Other days, I do sleep alot (and managed to lose 2 pounds?? - odd) - came right back though)
Nardil causes
- fatigue,
- insomnia (need 2-3 meds to sleep at night),
- constant overheating/sweating/uncontrollable body temp (too high/can't cool down - drinking coffee makes me sweat!), unbearable in humidity (I could ALWAYS tolerate it before Nardil),
- now crying spells (new, never had them until 1 year ago or 6 months ago - some severe crying spells - suicidal - uncontrollable crying - loud, severe. (not a side effect, I think it's pooping out. Nardil never caused this before - been on nardil for 2-3 years) - 75 mg.
- Max dose causes (blood pressure problems, dizzy spells when bending over, raising head back up, fairly bad. Hyptotension? I forget the term.
- Anorgasmia
- Inability to regulate body temperature/overheating
- Severe fatigue
- Unable to lose weight, weight gain from eating little to no calories - very low carb dietSORRY this was so long, wanted to provide lots of info.
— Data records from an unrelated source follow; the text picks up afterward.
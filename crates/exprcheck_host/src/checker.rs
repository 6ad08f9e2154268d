//! The host checker.
//!
//! Compiles declaration sources into a [`Program`] and answers type queries
//! against it. Compilation runs the binder, then resolves every declaration
//! while the file's AST is still alive, so the program owns nothing that
//! borrows from a parse arena.

use crate::binder::{record_assignment, Binder, BoundFile, Declaration, PendingAssignment};
use crate::program::{FileId, Location, Program, SourceInfo};
use crate::symbol::{Assignment, ScopeId};
use crate::types::{Signature, SignatureParameter, TypeData};
use exprcheck_ast::node::*;
use exprcheck_ast::syntax_kind::SyntaxKind;
use exprcheck_ast::types::*;
use exprcheck_core::text::TextRange;
use exprcheck_diagnostics::{messages, Diagnostic};
use indexmap::IndexMap;
use rustc_hash::FxHashMap;
use std::cell::RefCell;
use tracing::debug;

/// Maximum depth for type_to_string recursion.
const MAX_TYPE_TO_STRING_DEPTH: u32 = 8;

/// A host type-checking context: a growing program of compiled files plus
/// the queries the type adapter needs.
pub struct HostChecker {
    program: RefCell<Program>,
}

impl HostChecker {
    pub fn new() -> Self {
        Self {
            program: RefCell::new(Program::new()),
        }
    }

    /// Bind and resolve a parsed source file. Each file gets its own top
    /// level scope; declarations are not visible across files.
    pub fn add_source_file(&self, source_file: &SourceFile<'_>) -> FileId {
        let mut program = self.program.borrow_mut();
        let program = &mut *program;
        let file = FileId(program.files.len() as u32);
        let text_len = source_file.data.range.end;
        program.files.push(SourceInfo {
            name: source_file.file_name.clone(),
            text_len,
            scopes: Vec::new(),
            declarations: FxHashMap::default(),
        });
        let file_scope = program.create_scope(None, file, TextRange::new(0, text_len));

        let bound = Binder::new(program, file, file_scope).bind_source_file(source_file);
        Resolver::new(program, file).resolve(bound);

        debug!(
            file = %source_file.file_name,
            symbols = program.symbols.len(),
            types = program.types.len(),
            "compiled source file"
        );
        file
    }

    /// The position just past the last character of a file, where every
    /// top level declaration is in scope.
    pub fn end_of_file(&self, file: FileId) -> Location {
        Location::new(file, self.program.borrow().file(file).text_len)
    }

    pub fn type_flags(&self, ty: TypeId) -> TypeFlags {
        self.program.borrow().types.get(ty).flags
    }

    pub fn type_to_string(&self, ty: TypeId) -> String {
        type_to_string(&self.program.borrow(), ty, 0)
    }

    /// Properties of an object or array type, in declaration order.
    /// Primitives and unions report none.
    pub fn properties_of_type(&self, ty: TypeId) -> Vec<SymbolId> {
        let program = self.program.borrow();
        match &program.types.get(ty).data {
            TypeData::Object { members, .. } => members.values().copied().collect(),
            TypeData::Array { .. } => vec![program.length_symbol],
            _ => Vec::new(),
        }
    }

    pub fn signatures_of_type(&self, ty: TypeId) -> Vec<Signature> {
        match &self.program.borrow().types.get(ty).data {
            TypeData::Object { call_signatures, .. } => call_signatures.clone(),
            _ => Vec::new(),
        }
    }

    pub fn element_type_of_array(&self, ty: TypeId) -> Option<TypeId> {
        self.program.borrow().types.element_type_of(ty)
    }

    /// The type of `symbol` as seen at `location`, honoring assignment
    /// narrowing.
    pub fn type_of_symbol_at_location(&self, symbol: SymbolId, location: Location) -> TypeId {
        self.program.borrow().type_of_symbol_at_location(symbol, location)
    }

    /// Value symbols in scope at `location`, outer scopes first.
    pub fn symbols_at_location(&self, location: Location) -> Vec<SymbolId> {
        self.program.borrow().symbols_at_location(location)
    }

    /// The symbol declared by a declaration node of `file`.
    pub fn symbol_of_declaration(&self, file: FileId, declaration: NodeId) -> Option<SymbolId> {
        self.program.borrow().file(file).declarations.get(&declaration).copied()
    }

    /// The declared type of the symbol a declaration node introduces.
    pub fn type_of_declaration(&self, file: FileId, declaration: NodeId) -> Option<TypeId> {
        let symbol = self.symbol_of_declaration(file, declaration)?;
        Some(self.program.borrow().symbol(symbol).declared_type)
    }

    pub fn symbol_name(&self, symbol: SymbolId) -> String {
        let program = self.program.borrow();
        program.interner.resolve(program.symbol(symbol).name).to_string()
    }

    /// Diagnostics from every compiled file, in the order they were found.
    pub fn diagnostics(&self) -> Vec<Diagnostic> {
        self.program.borrow().diagnostics.diagnostics().to_vec()
    }
}

impl Default for HostChecker {
    fn default() -> Self {
        Self::new()
    }
}

// ============================================================================
// Declaration resolution
// ============================================================================

enum ResolveState {
    Resolving,
    Resolved(TypeId),
}

/// Resolves the types of one file's declarations. Symbols are resolved on
/// demand, so declarations may refer to each other in any order.
struct Resolver<'p, 'a> {
    program: &'p mut Program,
    file: FileId,
    pending: FxHashMap<SymbolId, Vec<Declaration<'a>>>,
    states: FxHashMap<SymbolId, ResolveState>,
}
//! exprcheck_adapter: The type model realized on top of the host checker.
//!
//! Every [`HostType`] and [`HostSymbol`] pairs a host id with the location it
//! was obtained at, so location-sensitive answers (block scoping, assignment
//! narrowing) stay consistent when members and signatures are expanded later.
//! Canonical scalar types come from a small built-ins fixture compiled into
//! the same host on first use.

mod repository;
mod ty;

pub use repository::{HostTypeRepository, BUILTINS_FILE_NAME, DEFAULT_BUILTINS_SOURCE};
pub use ty::{classify_type_flags, HostSymbol, HostType};
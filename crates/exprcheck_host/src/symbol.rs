//! Symbols and scopes.

use crate::program::Location;
use exprcheck_ast::types::{SymbolFlags, SymbolId, TypeId};
use exprcheck_core::intern::InternedString;
use exprcheck_core::text::TextRange;
use indexmap::IndexMap;

/// A named entity: variable, function, property, interface or type alias.
#[derive(Debug, Clone)]
pub struct Symbol {
    pub name: InternedString,
    pub flags: SymbolFlags,
    /// Where the symbol is declared. Merged functions and interfaces have
    /// several declarations.
    pub declarations: Vec<Location>,
    /// The type the declarations give the symbol, before any narrowing.
    pub declared_type: TypeId,
}

#[derive(Debug, Clone, Copy, PartialEq, Eq, Hash, PartialOrd, Ord)]
pub struct ScopeId(pub u32);

impl ScopeId {
    #[inline]
    pub fn index(self) -> usize {
        self.0 as usize
    }
}

/// An assignment `name = value;` recorded in the scope it appears in.
#[derive(Debug, Clone)]
pub struct Assignment {
    pub symbol: SymbolId,
    /// End of the assignment statement; reads at or after it see the
    /// narrowed type.
    pub pos: u32,
    pub narrowed_type: TypeId,
}

/// A file or block scope. Scopes form a chain from inner to outer.
#[derive(Debug)]
pub struct Scope {
    pub parent: Option<ScopeId>,
    pub range: TextRange,
    /// Value meanings: variables and functions.
    pub values: IndexMap<InternedString, SymbolId>,
    /// Type meanings: interfaces and type aliases.
    pub types: IndexMap<InternedString, SymbolId>,
    pub assignments: Vec<Assignment>,
}

impl Scope {
    pub fn new(parent: Option<ScopeId>, range: TextRange) -> Self {
        Self {
            parent,
            range,
            values: IndexMap::new(),
            types: IndexMap::new(),
            assignments: Vec::new(),
        }
    }

    /// Whether `pos` is inside this scope. A file scope covers its whole
    /// text including the end position.
    pub fn contains(&self, pos: u32) -> bool {
        if self.parent.is_none() {
            self.range.contains_inclusive(pos)
        } else {
            self.range.to_span().contains(pos)
        }
    }
}
//! exprcheck_options: exprcheck.json parsing.
//!
//! The config file names the declaration context the expressions are checked
//! against, an optional built-ins fixture override, and the expressions
//! themselves. Command-line flags take precedence over every field.

use serde::{Deserialize, Serialize};
use std::path::{Path, PathBuf};
use thiserror::Error;

/// Default config file name looked up in the working directory.
pub const CONFIG_FILE_NAME: &str = "exprcheck.json";

/// The exprcheck.json file structure.
#[derive(Debug, Clone, Default, PartialEq, Eq, Serialize, Deserialize)]
#[serde(rename_all = "camelCase", deny_unknown_fields)]
pub struct ExprcheckConfig {
    /// Declaration file providing the bindings expressions see.
    pub context: Option<String>,
    /// Replacement for the built-in types fixture.
    pub builtins: Option<String>,
    /// Expressions to check.
    pub expressions: Option<Vec<String>>,
    /// Render diagnostics graphically when stderr is a terminal.
    pub pretty: Option<bool>,
}

impl ExprcheckConfig {
    /// Make `context` and `builtins` relative to `base`, the directory of
    /// the config file. Absolute paths are left alone.
    pub fn resolve_paths(mut self, base: &Path) -> Self {
        let resolve = |path: String| -> String {
            if Path::new(&path).is_absolute() {
                path
            } else {
                base.join(path).to_string_lossy().into_owned()
            }
        };
        self.context = self.context.map(resolve);
        self.builtins = self.builtins.map(resolve);
        self
    }
}

#[derive(Debug, Error)]
pub enum ConfigError {
    #[error("cannot read config file '{}'", path.display())]
    Read {
        path: PathBuf,
        #[source]
        source: std::io::Error,
    },
    #[error("invalid config file '{}': {source}", path.display())]
    Parse {
        path: PathBuf,
        #[source]
        source: serde_json::Error,
    },
}

/// Parse an exprcheck.json document.
pub fn parse_config(content: &str) -> Result<ExprcheckConfig, serde_json::Error> {
    serde_json::from_str(content)
}

/// Read and parse a config file, resolving its paths against the file's
/// directory.
pub fn parse_config_file(path: impl AsRef<Path>) -> Result<ExprcheckConfig, ConfigError> {
    let path = path.as_ref();
    let content = std::fs::read_to_string(path).map_err(|source| ConfigError::Read {
        path: path.to_path_buf(),
        source,
    })?;
    let config = parse_config(&content).map_err(|source| ConfigError::Parse {
        path: path.to_path_buf(),
        source,
    })?;
    let base = path.parent().unwrap_or_else(|| Path::new(""));
    Ok(config.resolve_paths(base))
}
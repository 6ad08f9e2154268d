//! The binder.
//!
//! Walks a source file and builds its scopes and symbols:
//! - File scope plus one scope per block
//! - `var` hoisting to the file scope
//! - Function overload and interface declaration merging
//! - Separate value and type meanings per scope
//!
//! Types are not resolved here. Every declaration is handed to the checker
//! as a [`Declaration`] that still borrows the file's AST.

use crate::program::{FileId, Location, Program};
use crate::symbol::{Assignment, ScopeId};
use exprcheck_ast::node::*;
use exprcheck_ast::syntax_kind::SyntaxKind;
use exprcheck_ast::types::*;
use exprcheck_ast::visitor::{walk_block, walk_source_file, AstVisitor};
use exprcheck_core::text::TextSpan;
use exprcheck_diagnostics::messages;

/// A declaration waiting for type resolution.
#[derive(Clone, Copy)]
pub(crate) enum Declaration<'a> {
    Variable {
        scope: ScopeId,
        is_const: bool,
        type_annotation: Option<&'a TypeNode<'a>>,
        initializer: Option<&'a Expression<'a>>,
    },
    Function {
        scope: ScopeId,
        parameters: &'a [ParameterDeclaration<'a>],
        return_type: Option<&'a TypeNode<'a>>,
    },
    Interface {
        scope: ScopeId,
        members: &'a [TypeElement<'a>],
    },
    TypeAlias {
        scope: ScopeId,
        name_span: TextSpan,
        type_node: &'a TypeNode<'a>,
    },
}

/// `target = value;` found in an expression statement.
#[derive(Clone, Copy)]
pub(crate) struct PendingAssignment<'a> {
    pub scope: ScopeId,
    pub target: &'a Identifier<'a>,
    pub value: &'a Expression<'a>,
    pub end: u32,
}

/// Everything the binder found in one file, in source order.
#[derive(Default)]
pub(crate) struct BoundFile<'a> {
    pub declarations: Vec<(SymbolId, Declaration<'a>)>,
    pub assignments: Vec<PendingAssignment<'a>>,
}

pub(crate) struct Binder<'p, 'a> {
    program: &'p mut Program,
    file: FileId,
    scope_stack: Vec<ScopeId>,
    bound: BoundFile<'a>,
}

impl<'p, 'a> Binder<'p, 'a> {
    pub fn new(program: &'p mut Program, file: FileId, file_scope: ScopeId) -> Self {
        Self {
            program,
            file,
            scope_stack: vec![file_scope],
            bound: BoundFile::default(),
        }
    }

    pub fn bind_source_file(mut self, source_file: &SourceFile<'a>) -> BoundFile<'a> {
        walk_source_file(&mut self, source_file);
        self.bound
    }

    fn current_scope(&self) -> ScopeId {
        self.scope_stack[self.scope_stack.len() - 1]
    }

    fn file_scope(&self) -> ScopeId {
        self.scope_stack[0]
    }

    /// Declare a value symbol, merging with a compatible existing one.
    fn declare_value(
        &mut self,
        scope: ScopeId,
        name: &Identifier<'a>,
        flags: SymbolFlags,
        declaration: NodeId,
    ) -> SymbolId {
        let key = self.program.interner.intern(name.text);
        let existing = self.program.scope(scope).values.get(&key).copied();
        let symbol = match existing {
            Some(existing) if Self::can_merge(self.program.symbol(existing).flags, flags) => existing,
            Some(_) => {
                self.program.error(
                    self.file,
                    name.data.span(),
                    &messages::DUPLICATE_IDENTIFIER_0,
                    &[name.text],
                );
                let any = self.program.types.any_type;
                self.program.create_symbol(name.text, flags, any)
            }
            None => {
                let any = self.program.types.any_type;
                let symbol = self.program.create_symbol(name.text, flags, any);
                self.program.scope_mut(scope).values.insert(key, symbol);
                symbol
            }
        };
        self.record_declaration(symbol, name, declaration);
        symbol
    }

    fn declare_type(&mut self, name: &Identifier<'a>, flags: SymbolFlags, declaration: NodeId) -> Option<SymbolId> {
        let scope = self.current_scope();
        let key = self.program.interner.intern(name.text);
        let existing = self.program.scope(scope).types.get(&key).copied();
        match existing {
            Some(existing) if Self::can_merge(self.program.symbol(existing).flags, flags) => {
                self.record_declaration(existing, name, declaration);
                Some(existing)
            }
            Some(_) => {
                self.program.error(
                    self.file,
                    name.data.span(),
                    &messages::DUPLICATE_IDENTIFIER_0,
                    &[name.text],
                );
                None
            }
            None => {
                let declared_type = if flags.contains(SymbolFlags::INTERFACE) {
                    self.program.types.create_named_object(name.text)
                } else {
                    self.program.types.any_type
                };
                let symbol = self.program.create_symbol(name.text, flags, declared_type);
                self.program.scope_mut(scope).types.insert(key, symbol);
                self.record_declaration(symbol, name, declaration);
                Some(symbol)
            }
        }
    }

    fn can_merge(existing: SymbolFlags, new: SymbolFlags) -> bool {
        (existing.contains(SymbolFlags::FUNCTION) && new.contains(SymbolFlags::FUNCTION))
            || (existing.contains(SymbolFlags::INTERFACE) && new.contains(SymbolFlags::INTERFACE))
            || (existing.contains(SymbolFlags::FUNCTION_SCOPED_VARIABLE)
                && new.contains(SymbolFlags::FUNCTION_SCOPED_VARIABLE))
    }

    fn record_declaration(&mut self, symbol: SymbolId, name: &Identifier<'a>, declaration: NodeId) {
        let location = Location::new(self.file, name.data.range.pos);
        self.program.symbol_mut(symbol).declarations.push(location);
        self.program.files[self.file.index()]
            .declarations
            .insert(declaration, symbol);
    }
}

impl<'p, 'a> AstVisitor<'a> for Binder<'p, 'a> {
    fn visit_variable_declaration(
        &mut self,
        statement: &VariableStatement<'a>,
        node: &VariableDeclaration<'a>,
    ) {
        if node.name.text.is_empty() {
            return;
        }
        let list_flags = statement.declaration_list.data.flags;
        let is_const = list_flags.contains(NodeFlags::CONST);
        let (scope, flags) = if list_flags.intersects(NodeFlags::BLOCK_SCOPED) {
            let flags = if is_const {
                SymbolFlags::BLOCK_SCOPED_VARIABLE | SymbolFlags::CONST
            } else {
                SymbolFlags::BLOCK_SCOPED_VARIABLE
            };
            (self.current_scope(), flags)
        } else {
            (self.file_scope(), SymbolFlags::FUNCTION_SCOPED_VARIABLE)
        };
        let symbol = self.declare_value(scope, &node.name, flags, node.data.id);
        self.bound.declarations.push((
            symbol,
            Declaration::Variable {
                scope: self.current_scope(),
                is_const,
                type_annotation: node.type_annotation,
                initializer: node.initializer,
            },
        ));
    }

    fn visit_function_declaration(&mut self, node: &FunctionDeclaration<'a>) {
        if node.name.text.is_empty() {
            return;
        }
        let scope = self.current_scope();
        let symbol = self.declare_value(scope, &node.name, SymbolFlags::FUNCTION, node.data.id);
        self.bound.declarations.push((
            symbol,
            Declaration::Function {
                scope,
                parameters: node.parameters,
                return_type: node.return_type,
            },
        ));
    }

    fn visit_interface_declaration(&mut self, node: &InterfaceDeclaration<'a>) {
        if let Some(symbol) = self.declare_type(&node.name, SymbolFlags::INTERFACE, node.data.id) {
            self.bound.declarations.push((
                symbol,
                Declaration::Interface {
                    scope: self.current_scope(),
                    members: node.members,
                },
            ));
        }
    }

    fn visit_type_alias_declaration(&mut self, node: &TypeAliasDeclaration<'a>) {
        if let Some(symbol) = self.declare_type(&node.name, SymbolFlags::TYPE_ALIAS, node.data.id) {
            self.bound.declarations.push((
                symbol,
                Declaration::TypeAlias {
                    scope: self.current_scope(),
                    name_span: node.name.data.span(),
                    type_node: node.type_node,
                },
            ));
        }
    }

    fn visit_block(&mut self, node: &Block<'a>) {
        let parent = self.current_scope();
        let scope = self.program.create_scope(Some(parent), self.file, node.data.range);
        self.scope_stack.push(scope);
        walk_block(self, node);
        self.scope_stack.pop();
    }

    fn visit_expression_statement(&mut self, node: &ExpressionStatement<'a>) {
        if let Expression::Binary(binary) = node.expression {
            if binary.operator_token.kind() == SyntaxKind::EqualsToken {
                if let Expression::Identifier(target) = binary.left {
                    self.bound.assignments.push(PendingAssignment {
                        scope: self.current_scope(),
                        target,
                        value: binary.right,
                        end: node.data.range.end,
                    });
                }
            }
        }
    }
}

/// Record a resolved assignment in the scope it appears in.
pub(crate) fn record_assignment(program: &mut Program, scope: ScopeId, assignment: Assignment) {
    program.scope_mut(scope).assignments.push(assignment);
}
If anyone knows of anything that will help, please toss on your comments. Just looking in the mirror after a shower causes depression. Now I wear a beach/surfer shirt to hide my body at the pool/beach. :(
39 years of being pround of my body (using to lift weights a lot), not age 40-41, I hide my body and an embarrassed and I look like I eat at mcdonald's every day.
Help me!!
Oh yeah. My NH Doctor is "done" with me. He does not know what else to try. I have now trying to seek treatment at Mass General in Boston. I hope I can get an appointment without waiting several months. :( I still haven't been able to reach a human being on the phone yet.
I can't keep my head up, so what else is new, so It's nap time. Forgot to mention I nap 1-2 times almost every day. Disabled, and cannot work. I WISH I could get my life back and my career. I'm a useless lump of FAT now. At least I'm there for my kids when I'm feeling "ok".